*WHAT THE EXERCISE ASKS:* Nothing is needed except the lines below that run from the one with "Ok(ret.map(|n| n as usize))" through the one with "nothing was written", repeated exactly.

--------------------------------

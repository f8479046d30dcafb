//! Working directory and environment variables.

use std::ffi::{CStr, CString};

use crate::error::{cvt, SysError, SysResult};

/// Current working directory as raw bytes.
///
/// `bufsize` bounds the path length; longer paths fail with `ERANGE`.
pub fn getcwd(bufsize: usize) -> SysResult<Vec<u8>> {
    let mut buf = vec![0u8; bufsize.max(1)];
    // SAFETY: buf is writable for buf.len() bytes.
    let p = unsafe { libc::getcwd(buf.as_mut_ptr().cast(), buf.len()) };
    if p.is_null() {
        return Err(SysError::last());
    }
    // SAFETY: on success getcwd wrote a NUL-terminated string into buf.
    let cwd = unsafe { CStr::from_ptr(p) };
    Ok(cwd.to_bytes().to_vec())
}

pub fn chdir(path: &CStr) -> SysResult<()> {
    // SAFETY: path is NUL-terminated.
    cvt(unsafe { libc::chdir(path.as_ptr()) })?;
    Ok(())
}

/// Set (and overwrite) an environment variable.
pub fn setenv(name: &CStr, value: &CStr) -> SysResult<()> {
    // SAFETY: both strings are NUL-terminated. The caller owns the
    // single-threaded host, so no concurrent environment readers exist.
    cvt(unsafe { libc::setenv(name.as_ptr(), value.as_ptr(), 1) })?;
    Ok(())
}

pub fn unsetenv(name: &CStr) -> SysResult<()> {
    // SAFETY: see `setenv`.
    cvt(unsafe { libc::unsetenv(name.as_ptr()) })?;
    Ok(())
}

/// Snapshot of the process environment as `name=value` strings.
pub fn environ() -> Vec<CString> {
    extern "C" {
        static environ: *const *const libc::c_char;
    }
    let mut out = Vec::new();
    // SAFETY: environ is a null-terminated array of C strings owned by libc.
    unsafe {
        let mut p = environ;
        if p.is_null() {
            return out;
        }
        while !(*p).is_null() {
            out.push(CStr::from_ptr(*p).to_owned());
            p = p.add(1);
        }
    }
    out
}
//! Directories and filesystem metadata.

use std::ffi::CStr;
use std::mem::MaybeUninit;
use std::ptr::NonNull;

use tracing::trace;

use crate::error::{cvt, SysError, SysResult};
use crate::process::set_errno;

/// `d_type` value for a directory entry (`DT_DIR`).
pub const DT_DIR: u8 = libc::DT_DIR;
/// `d_type` value for a regular file (`DT_REG`).
pub const DT_REG: u8 = libc::DT_REG;
/// `d_type` value for a symbolic link (`DT_LNK`).
pub const DT_LNK: u8 = libc::DT_LNK;

/// Open directory stream.
///
/// Closed by [`Dir::close`] or on drop, whichever comes first.
#[derive(Debug)]
pub struct Dir {
    stream: Option<NonNull<libc::DIR>>,
}

impl Dir {
    pub fn open(path: &CStr) -> SysResult<Self> {
        // SAFETY: path is NUL-terminated.
        let dp = unsafe { libc::opendir(path.as_ptr()) };
        match NonNull::new(dp) {
            Some(stream) => {
                trace!(path = ?path, "opendir");
                Ok(Self {
                    stream: Some(stream),
                })
            }
            None => Err(SysError::last()),
        }
    }

    /// Next entry as `(name, d_type)`, or `None` at the end of the directory.
    ///
    /// Reading from a closed stream fails with `EBADF`.
    pub fn read_entry(&mut self) -> SysResult<Option<(Vec<u8>, u8)>> {
        let stream = self.stream.ok_or(SysError::Os(nix::errno::Errno::EBADF))?;
        // readdir signals errors only through errno, so clear it first.
        set_errno(0);
        // SAFETY: stream is an open DIR* owned by self.
        let entry = unsafe { libc::readdir(stream.as_ptr()) };
        if entry.is_null() {
            return match crate::process::errno() {
                0 => Ok(None),
                _ => Err(SysError::last()),
            };
        }
        // SAFETY: readdir returned a valid dirent whose d_name is
        // NUL-terminated; we copy it before the next readdir call.
        let (name, d_type) = unsafe {
            let entry = &*entry;
            (
                CStr::from_ptr(entry.d_name.as_ptr()).to_bytes().to_vec(),
                entry.d_type,
            )
        };
        Ok(Some((name, d_type)))
    }

    /// Close the stream. Closing twice fails with `EBADF`.
    pub fn close(&mut self) -> SysResult<()> {
        let stream = self
            .stream
            .take()
            .ok_or(SysError::Os(nix::errno::Errno::EBADF))?;
        // SAFETY: stream was returned by opendir and is closed exactly once.
        cvt(unsafe { libc::closedir(stream.as_ptr()) })?;
        Ok(())
    }

    pub fn is_closed(&self) -> bool {
        self.stream.is_none()
    }
}

impl Drop for Dir {
    fn drop(&mut self) {
        if self.stream.is_some() {
            let _ = self.close();
        }
    }
}

/// Target of a symbolic link, as raw bytes.
pub fn readlink(path: &CStr, bufsize: usize) -> SysResult<Vec<u8>> {
    let mut buf = vec![0u8; bufsize.max(1)];
    // SAFETY: buf is writable for buf.len() bytes.
    let n = cvt(unsafe { libc::readlink(path.as_ptr(), buf.as_mut_ptr().cast(), buf.len()) })?;
    buf.truncate(n as usize);
    Ok(buf)
}

/// Fields of `struct stat`, times in whole seconds.
#[derive(Debug, Clone, Copy, PartialEq, Eq, Default)]
pub struct FileStat {
    pub dev: u64,
    pub ino: u64,
    pub mode: u32,
    pub nlink: u64,
    pub uid: u32,
    pub gid: u32,
    pub rdev: u64,
    pub size: i64,
    pub blksize: i64,
    pub blocks: i64,
    pub atime: i64,
    pub mtime: i64,
    pub ctime: i64,
}

impl FileStat {
    /// Values in `struct stat` order, as handed to the host.
    pub fn to_array(&self) -> [i64; 13] {
        [
            self.dev as i64,
            self.ino as i64,
            self.mode as i64,
            self.nlink as i64,
            self.uid as i64,
            self.gid as i64,
            self.rdev as i64,
            self.size,
            self.blksize,
            self.blocks,
            self.atime,
            self.mtime,
            self.ctime,
        ]
    }

    pub fn file_type(&self) -> u32 {
        self.mode & libc::S_IFMT
    }

    pub fn is_dir(&self) -> bool {
        self.file_type() == libc::S_IFDIR
    }

    pub fn is_symlink(&self) -> bool {
        self.file_type() == libc::S_IFLNK
    }
}

impl From<&libc::stat> for FileStat {
    fn from(st: &libc::stat) -> Self {
        Self {
            dev: st.st_dev as u64,
            ino: st.st_ino as u64,
            mode: st.st_mode as u32,
            nlink: st.st_nlink as u64,
            uid: st.st_uid as u32,
            gid: st.st_gid as u32,
            rdev: st.st_rdev as u64,
            size: st.st_size as i64,
            blksize: st.st_blksize as i64,
            blocks: st.st_blocks as i64,
            atime: st.st_atime as i64,
            mtime: st.st_mtime as i64,
            ctime: st.st_ctime as i64,
        }
    }
}

/// `lstat(2)`, or `stat(2)` when `follow` is set.
pub fn stat(path: &CStr, follow: bool) -> SysResult<FileStat> {
    let mut st = MaybeUninit::<libc::stat>::uninit();
    // SAFETY: st is a writable stat buffer; it is initialized on success.
    let st = unsafe {
        if follow {
            cvt(libc::stat(path.as_ptr(), st.as_mut_ptr()))?;
        } else {
            cvt(libc::lstat(path.as_ptr(), st.as_mut_ptr()))?;
        }
        st.assume_init()
    };
    Ok(FileStat::from(&st))
}

/// Short form of [`stat`]: `(mode, size, mtime)`.
pub fn lstat3(path: &CStr, follow: bool) -> SysResult<(u32, i64, i64)> {
    let st = stat(path, follow)?;
    Ok((st.mode, st.size, st.mtime))
}

pub fn symlink(target: &CStr, linkpath: &CStr) -> SysResult<()> {
    // SAFETY: both paths are NUL-terminated.
    cvt(unsafe { libc::symlink(target.as_ptr(), linkpath.as_ptr()) })?;
    Ok(())
}

pub fn mkdir(path: &CStr, mode: u32) -> SysResult<()> {
    // SAFETY: path is NUL-terminated.
    cvt(unsafe { libc::mkdir(path.as_ptr(), mode as libc::mode_t) })?;
    Ok(())
}

pub fn rmdir(path: &CStr) -> SysResult<()> {
    // SAFETY: path is NUL-terminated.
    cvt(unsafe { libc::rmdir(path.as_ptr()) })?;
    Ok(())
}
//! poll(2) over a pollset staged in a scratch buffer.

use std::os::unix::io::RawFd;

use l5_mb::{BufferError, MemBuf};

use crate::error::{cvt, SysResult};

/// Default poll timeout, in milliseconds.
pub const DEFAULT_TIMEOUT_MS: i32 = 10_000;

/// Size of one `struct pollfd` entry in a pollset buffer.
pub const POLLFD_SIZE: usize = std::mem::size_of::<libc::pollfd>();

/// Byte offset of field `field` in the entry at index `slot`.
fn slot_offset(
    buf: &MemBuf,
    slot: usize,
    field: usize,
    len: usize,
) -> Result<usize, BufferError> {
    slot.checked_mul(POLLFD_SIZE)
        .and_then(|base| base.checked_add(field))
        .ok_or(BufferError::OutOfRange {
            offset: usize::MAX,
            len,
            size: buf.len(),
        })
}

/// Write a `struct pollfd` entry at index `slot` of a pollset buffer.
pub fn set_pollfd(
    buf: &mut MemBuf,
    slot: usize,
    fd: RawFd,
    events: i16,
) -> Result<(), BufferError> {
    let entry = libc::pollfd {
        fd,
        events,
        revents: 0,
    };
    let offset = slot_offset(buf, slot, 0, POLLFD_SIZE)?;
    buf.set(offset, &pollfd_bytes(&entry))
}

/// `revents` of the entry at index `slot`.
pub fn revents(buf: &MemBuf, slot: usize) -> Result<i16, BufferError> {
    let offset = slot_offset(buf, slot, 6, 2)?;
    let bytes = buf.get(offset, 2)?;
    Ok(i16::from_ne_bytes([bytes[0], bytes[1]]))
}

fn pollfd_bytes(entry: &libc::pollfd) -> [u8; POLLFD_SIZE] {
    let mut out = [0u8; POLLFD_SIZE];
    out[0..4].copy_from_slice(&entry.fd.to_ne_bytes());
    out[4..6].copy_from_slice(&entry.events.to_ne_bytes());
    out[6..8].copy_from_slice(&entry.revents.to_ne_bytes());
    out
}

/// Check that `nfds` pollfd entries fit in `buf`.
pub fn check_pollset(buf: &MemBuf, nfds: usize) -> Result<(), BufferError> {
    buf.get(0, nfds.saturating_mul(POLLFD_SIZE)).map(|_| ())
}

/// Poll the first `nfds` entries of the pollset in `buf`.
///
/// The outer result rejects a pollset that does not fit in `buf`; the
/// inner one carries the syscall outcome: the number of ready
/// descriptors, 0 on timeout.
pub fn poll(
    buf: &mut MemBuf,
    nfds: usize,
    timeout_ms: i32,
) -> Result<SysResult<usize>, BufferError> {
    check_pollset(buf, nfds)?;
    // SAFETY: buf holds at least nfds pollfd entries and its storage is
    // 8-byte aligned, which satisfies pollfd alignment.
    let ret = cvt(unsafe {
        libc::poll(
            buf.as_mut_ptr().cast::<libc::pollfd>(),
            nfds as libc::nfds_t,
            timeout_ms,
        )
    });
    Ok(ret.map(|n| n as usize))
}

/// Wait for input on a single descriptor. Returns 1 if readable, 0 on timeout.
pub fn pollin(fd: RawFd, timeout_ms: i32) -> SysResult<usize> {
    let mut pfd = libc::pollfd {
        fd,
        events: libc::POLLIN,
        revents: 0,
    };
    // SAFETY: pfd is a single valid pollfd.
    let n = cvt(unsafe { libc::poll(&mut pfd, 1, timeout_ms) })?;
    Ok(n as usize)
}

#[cfg(test)]
mod tests {
    use super::*;
    use crate::io;

    #[test]
    fn test_pollfd_layout() {
        assert_eq!(POLLFD_SIZE, 8);
    }

    #[test]
    fn test_pollin_timeout_then_ready() {
        let (r, w) = io::pipe().unwrap();
        assert_eq!(pollin(r, 0).unwrap(), 0);
        io::write(w, b"x").unwrap();
        assert_eq!(pollin(r, 1000).unwrap(), 1);
        io::close(r).unwrap();
        io::close(w).unwrap();
    }

    #[test]
    fn test_poll_pollset_buffer() {
        let (r1, w1) = io::pipe().unwrap();
        let (r2, w2) = io::pipe().unwrap();
        io::write(w2, b"ready").unwrap();

        let mut mb = MemBuf::new(16).unwrap();
        set_pollfd(&mut mb, 0, r1, libc::POLLIN).unwrap();
        set_pollfd(&mut mb, 1, r2, libc::POLLIN).unwrap();
        check_pollset(&mb, 2).unwrap();

        assert_eq!(poll(&mut mb, 2, 1000).unwrap().unwrap(), 1);
        assert_eq!(revents(&mb, 0).unwrap(), 0);
        assert_eq!(revents(&mb, 1).unwrap() & libc::POLLIN, libc::POLLIN);

        for fd in [r1, w1, r2, w2] {
            io::close(fd).unwrap();
        }
    }

    #[test]
    fn test_pollfd_slot_overflow() {
        let mut mb = MemBuf::new(16).unwrap();
        for slot in [2, usize::MAX / 4, usize::MAX] {
            assert!(matches!(
                set_pollfd(&mut mb, slot, 0, libc::POLLIN),
                Err(BufferError::OutOfRange { .. })
            ));
            assert!(matches!(revents(&mb, slot), Err(BufferError::OutOfRange { .. })));
        }
        // nothing was written
        assert_eq!(mb.get(0, 16).unwrap(), &[0u8; 16]);
    }

    #[test]
    fn test_pollset_too_small() {
        let mut mb = MemBuf::new(16).unwrap();
        assert!(check_pollset(&mb, 2).is_ok());
        assert!(matches!(
            poll(&mut mb, 3, 0),
            Err(BufferError::OutOfRange { .. })
        ));
    }
}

--------------------------------

*EXPECTED OUTPUT:*
    Ok(ret.map(|n| n as usize))
}

/// Wait for input on a single descriptor. Returns 1 if readable, 0 on timeout.
pub fn pollin(fd: RawFd, timeout_ms: i32) -> SysResult<usize> {
    let mut pfd = libc::pollfd {
        fd,
        events: libc::POLLIN,
        revents: 0,
    };
    // SAFETY: pfd is a single valid pollfd.
    let n = cvt(unsafe { libc::poll(&mut pfd, 1, timeout_ms) })?;
    Ok(n as usize)
}

#[cfg(test)]
mod tests {
    use super::*;
    use crate::io;

    #[test]
    fn test_pollfd_layout() {
        assert_eq!(POLLFD_SIZE, 8);
    }

    #[test]
    fn test_pollin_timeout_then_ready() {
        let (r, w) = io::pipe().unwrap();
        assert_eq!(pollin(r, 0).unwrap(), 0);
        io::write(w, b"x").unwrap();
        assert_eq!(pollin(r, 1000).unwrap(), 1);
        io::close(r).unwrap();
        io::close(w).unwrap();
    }

    #[test]
    fn test_poll_pollset_buffer() {
        let (r1, w1) = io::pipe().unwrap();
        let (r2, w2) = io::pipe().unwrap();
        io::write(w2, b"ready").unwrap();

        let mut mb = MemBuf::new(16).unwrap();
        set_pollfd(&mut mb, 0, r1, libc::POLLIN).unwrap();
        set_pollfd(&mut mb, 1, r2, libc::POLLIN).unwrap();
        check_pollset(&mb, 2).unwrap();

        assert_eq!(poll(&mut mb, 2, 1000).unwrap().unwrap(), 1);
        assert_eq!(revents(&mb, 0).unwrap(), 0);
        assert_eq!(revents(&mb, 1).unwrap() & libc::POLLIN, libc::POLLIN);

        for fd in [r1, w1, r2, w2] {
            io::close(fd).unwrap();
        }
    }

    #[test]
    fn test_pollfd_slot_overflow() {
        let mut mb = MemBuf::new(16).unwrap();
        for slot in [2, usize::MAX / 4, usize::MAX] {
            assert!(matches!(
                set_pollfd(&mut mb, slot, 0, libc::POLLIN),
                Err(BufferError::OutOfRange { .. })
            ));
            assert!(matches!(revents(&mb, slot), Err(BufferError::OutOfRange { .. })));
        }
        // nothing was written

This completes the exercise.